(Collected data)
use std::path::{Component, Path, PathBuf};

/// Join `user_path` onto `base_dir` (absolute paths replace it) and fold `.`
/// and `..` without touching the filesystem.
pub fn absolutize(user_path: &str, base_dir: &Path) -> PathBuf {
    let joined = base_dir.join(user_path);
    let mut normalized = PathBuf::new();
    for component in joined.components() {
        match component {
            Component::CurDir => {}
            Component::ParentDir => {
                normalized.pop();
            }
            other => normalized.push(other.as_os_str()),
        }
    }
    normalized
}

/// Resolve a user-provided path and require it to stay inside `base_dir`.
///
/// The lexical check runs first so that paths which do not exist are still
/// classified; the canonical check then catches symlinks pointing outside.
pub fn resolve_within(user_path: &str, base_dir: &Path) -> Result<PathBuf, PathError> {
    if user_path.is_empty() || user_path.len() > 4096 {
        return Err(PathError::Invalid);
    }

    let lexical = absolutize(user_path, base_dir);
    if !lexical.starts_with(base_dir) {
        return Err(PathError::OutsideBase);
    }

    match (lexical.canonicalize(), base_dir.canonicalize()) {
        (Ok(resolved), Ok(base_canonical)) => {
            if resolved.starts_with(&base_canonical) {
                Ok(resolved)
            } else {
                Err(PathError::OutsideBase)
            }
        }
        // Let the caller's read report not-found with its own wording.
        _ => Ok(lexical),
    }
}

#[derive(Debug, Clone, Copy, PartialEq, Eq)]
pub enum PathError {
    Invalid,
    OutsideBase,
}

impl std::fmt::Display for PathError {
    fn fmt(&self, f: &mut std::fmt::Formatter<'_>) -> std::fmt::Result {
        match self {
            PathError::Invalid => {
                write!(f, "invalid path: path must be non-empty and under 4096 characters")
            }
            PathError::OutsideBase => write!(f, "cannot read files outside the project directory"),
        }
    }
}

#[cfg(test)]
mod tests {
    use super::*;

    #[test]
    fn test_absolutize_folds_parent_dirs() {
        let base = Path::new("/work/project");
        assert_eq!(absolutize("a/../b/./c", base), PathBuf::from("/work/project/b/c"));
        assert_eq!(absolutize("../../etc", base), PathBuf::from("/etc"));
        assert_eq!(absolutize("/tmp/x", base), PathBuf::from("/tmp/x"));
    }

    #[test]
    fn test_sibling_with_shared_prefix_is_outside() {
        let base = Path::new("/work/project");
        assert_eq!(
            resolve_within("../project-other/secret", base),
            Err(PathError::OutsideBase)
        );
    }
}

Requirement: List, from the entries above, every line in which the word "resolved" shows up.

Output below:
        (Ok(resolved), Ok(base_canonical)) => {
            if resolved.starts_with(&base_canonical) {
                Ok(resolved)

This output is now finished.